Records provided:
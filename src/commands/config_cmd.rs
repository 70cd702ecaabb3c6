use clap::{Args, Subcommand};
use std::fs;
use std::io::Write;
use std::path::PathBuf;

use super::OutputFormat;
use crate::config::{Config, ConfigValue, DEFAULT_API_URL, DEFAULT_REQUEST_TIMEOUT_SECS};

#[derive(Args)]
pub struct ConfigCommand {
    #[command(subcommand)]
    pub command: ConfigSubcommand,
}

#[derive(Subcommand)]
pub enum ConfigSubcommand {
    /// Show current configuration values
    Show {
        /// Output format
        #[arg(long, short, value_enum, default_value = "text")]
        format: OutputFormat,
    },

    /// Initialize configuration file
    Init,
}

impl ConfigCommand {
    pub fn run(
        &self,
        config: &Config,
        config_path: Option<PathBuf>,
    ) -> Result<(), Box<dyn std::error::Error>> {
        match &self.command {
            ConfigSubcommand::Show { format } => {
                match format {
                    OutputFormat::Json => {
                        println!("{}", serde_json::to_string_pretty(config)?);
                    }
                    OutputFormat::Text => {
                        println!("Configuration");
                        println!("=============\n");

                        if let Some(path) = &config.config_file {
                            println!("Config file: {}", path.display());
                        } else {
                            println!(
                                "Config file: {} (not found)",
                                Config::default_config_path().display()
                            );
                        }
                        println!();

                        print_value("api_url", &config.api_url, |v| v.clone());
                        print_value("member_id", &config.member_id, |v| match v {
                            Some(id) => id.to_string(),
                            None => "(not set)".to_string(),
                        });
                        print_value("data_dir", &config.data_dir, |v| v.display().to_string());
                        print_value("request_timeout_secs", &config.request_timeout_secs, |v| {
                            v.to_string()
                        });
                    }
                }
                Ok(())
            }

            ConfigSubcommand::Init => {
                let config_path = config_path.unwrap_or_else(Config::default_config_path);

                if config_path.exists() {
                    println!("Config file already exists: {}", config_path.display());
                    println!("Use 'fitcare config show' to view current configuration.");
                    return Ok(());
                }

                if let Some(parent) = config_path.parent() {
                    fs::create_dir_all(parent)?;
                }

                let mut file = fs::File::create(&config_path)?;
                file.write_all(default_config_yaml().as_bytes())?;

                println!("Created config file: {}", config_path.display());
                println!("\nSet member_id to your account's member ID before tracking food.");
                Ok(())
            }
        }
    }
}

fn print_value<T>(name: &str, value: &ConfigValue<T>, render: impl Fn(&T) -> String) {
    println!("{}: {}", name, render(&value.value));
    println!("  source: {}", value.source);
    println!();
}

fn default_config_yaml() -> String {
    format!(
        r#"# fitcare configuration

# Goal service base URL
api_url: {}

# Your member ID on the goal service
# member_id: 1

# Directory for the local ledger documents (default: platform data dir)
# data_dir: ~/.local/share/fitcare

# Request timeout in seconds
request_timeout_secs: {}
"#,
        DEFAULT_API_URL, DEFAULT_REQUEST_TIMEOUT_SECS
    )
}

#[cfg(test)]
mod tests {
    use super::*;
    use crate::config::ConfigSource;
    use tempfile::tempdir;

    #[test]
    fn test_init_writes_loadable_config() {
        let temp_dir = tempdir().unwrap();
        let config_path = temp_dir.path().join("nested").join("config.yaml");
        let config = Config::load(Some(config_path.clone())).unwrap();

        let cmd = ConfigCommand {
            command: ConfigSubcommand::Init,
        };
        cmd.run(&config, Some(config_path.clone())).unwrap();
        assert!(config_path.exists());

        let loaded = Config::load(Some(config_path.clone())).unwrap();
        assert_eq!(loaded.api_url.value, DEFAULT_API_URL);
        assert_eq!(loaded.api_url.source, ConfigSource::File);
        assert_eq!(loaded.member_id.value, None);
        assert_eq!(loaded.config_file, Some(config_path));
    }

    #[test]
    fn test_init_keeps_existing_file() {
        let temp_dir = tempdir().unwrap();
        let config_path = temp_dir.path().join("config.yaml");
        fs::write(&config_path, "member_id: 9\n").unwrap();
        let config = Config::load(Some(config_path.clone())).unwrap();

        let cmd = ConfigCommand {
            command: ConfigSubcommand::Init,
        };
        cmd.run(&config, Some(config_path.clone())).unwrap();

        assert_eq!(fs::read_to_string(&config_path).unwrap(), "member_id: 9\n");
    }
}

Aim of the exercise:
All of the data above needs to be set down again exactly. Include every line.

Response box:
filename src/commands/config_cmd.rs
repository 70cd702ecaabb3c6
use clap::{Args, Subcommand};
use std::fs;
use std::io::Write;
use std::path::PathBuf;

use super::OutputFormat;
use crate::config::{Config, ConfigValue, DEFAULT_API_URL, DEFAULT_REQUEST_TIMEOUT_SECS};

#[derive(Args)]
pub struct ConfigCommand {
    #[command(subcommand)]
    pub command: ConfigSubcommand,
}

#[derive(Subcommand)]
pub enum ConfigSubcommand {
    /// Show current configuration values
    Show {
        /// Output format
        #[arg(long, short, value_enum, default_value = "text")]
        format: OutputFormat,
    },

    /// Initialize configuration file
    Init,
}

impl ConfigCommand {
    pub fn run(
        &self,
        config: &Config,
        config_path: Option<PathBuf>,
    ) -> Result<(), Box<dyn std::error::Error>> {
        match &self.command {
            ConfigSubcommand::Show { format } => {
                match format {
                    OutputFormat::Json => {
                        println!("{}", serde_json::to_string_pretty(config)?);
                    }
                    OutputFormat::Text => {
                        println!("Configuration");
                        println!("=============\n");

                        if let Some(path) = &config.config_file {
                            println!("Config file: {}", path.display());
                        } else {
                            println!(
                                "Config file: {} (not found)",
                                Config::default_config_path().display()
                            );
                        }
                        println!();

                        print_value("api_url", &config.api_url, |v| v.clone());
                        print_value("member_id", &config.member_id, |v| match v {
                            Some(id) => id.to_string(),
                            None => "(not set)".to_string(),
                        });
                        print_value("data_dir", &config.data_dir, |v| v.display().to_string());
                        print_value("request_timeout_secs", &config.request_timeout_secs, |v| {
                            v.to_string()
                        });
                    }
                }
                Ok(())
            }

            ConfigSubcommand::Init => {
                let config_path = config_path.unwrap_or_else(Config::default_config_path);

                if config_path.exists() {
                    println!("Config file already exists: {}", config_path.display());
                    println!("Use 'fitcare config show' to view current configuration.");
                    return Ok(());
                }

                if let Some(parent) = config_path.parent() {
                    fs::create_dir_all(parent)?;
                }

                let mut file = fs::File::create(&config_path)?;
                file.write_all(default_config_yaml().as_bytes())?;

                println!("Created config file: {}", config_path.display());
                println!("\nSet member_id to your account's member ID before tracking food.");
                Ok(())
            }
        }
    }
}

fn print_value<T>(name: &str, value: &ConfigValue<T>, render: impl Fn(&T) -> String) {
    println!("{}: {}", name, render(&value.value));
    println!("  source: {}", value.source);
    println!();
}

fn default_config_yaml() -> String {
    format!(
        r#"# fitcare configuration

# Goal service base URL
api_url: {}

# Your member ID on the goal service
# member_id: 1

# Directory for the local ledger documents (default: platform data dir)
# data_dir: ~/.local/share/fitcare

# Request timeout in seconds
request_timeout_secs: {}
"#,
        DEFAULT_API_URL, DEFAULT_REQUEST_TIMEOUT_SECS
    )
}

#[cfg(test)]
mod tests {
    use super::*;
    use crate::config::ConfigSource;
    use tempfile::tempdir;

    #[test]
    fn test_init_writes_loadable_config() {
        let temp_dir = tempdir().unwrap();
        let config_path = temp_dir.path().join("nested").join("config.yaml");
        let config = Config::load(Some(config_path.clone())).unwrap();

        let cmd = ConfigCommand {
            command: ConfigSubcommand::Init,
        };
        cmd.run(&config, Some(config_path.clone())).unwrap();
        assert!(config_path.exists());

        let loaded = Config::load(Some(config_path.clone())).unwrap();
        assert_eq!(loaded.api_url.value, DEFAULT_API_URL);
        assert_eq!(loaded.api_url.source, ConfigSource::File);
        assert_eq!(loaded.member_id.value, None);
        assert_eq!(loaded.config_file, Some(config_path));
    }

    #[test]
    fn test_init_keeps_existing_file() {
        let temp_dir = tempdir().unwrap();
        let config_path = temp_dir.path().join("config.yaml");
        fs::write(&config_path, "member_id: 9\n").unwrap();
        let config = Config::load(Some(config_path.clone())).unwrap();

        let cmd = ConfigCommand {
            command: ConfigSubcommand::Init,
        };
        cmd.run(&config, Some(config_path.clone())).unwrap();

        assert_eq!(fs::read_to_string(&config_path).unwrap(), "member_id: 9\n");
    }
}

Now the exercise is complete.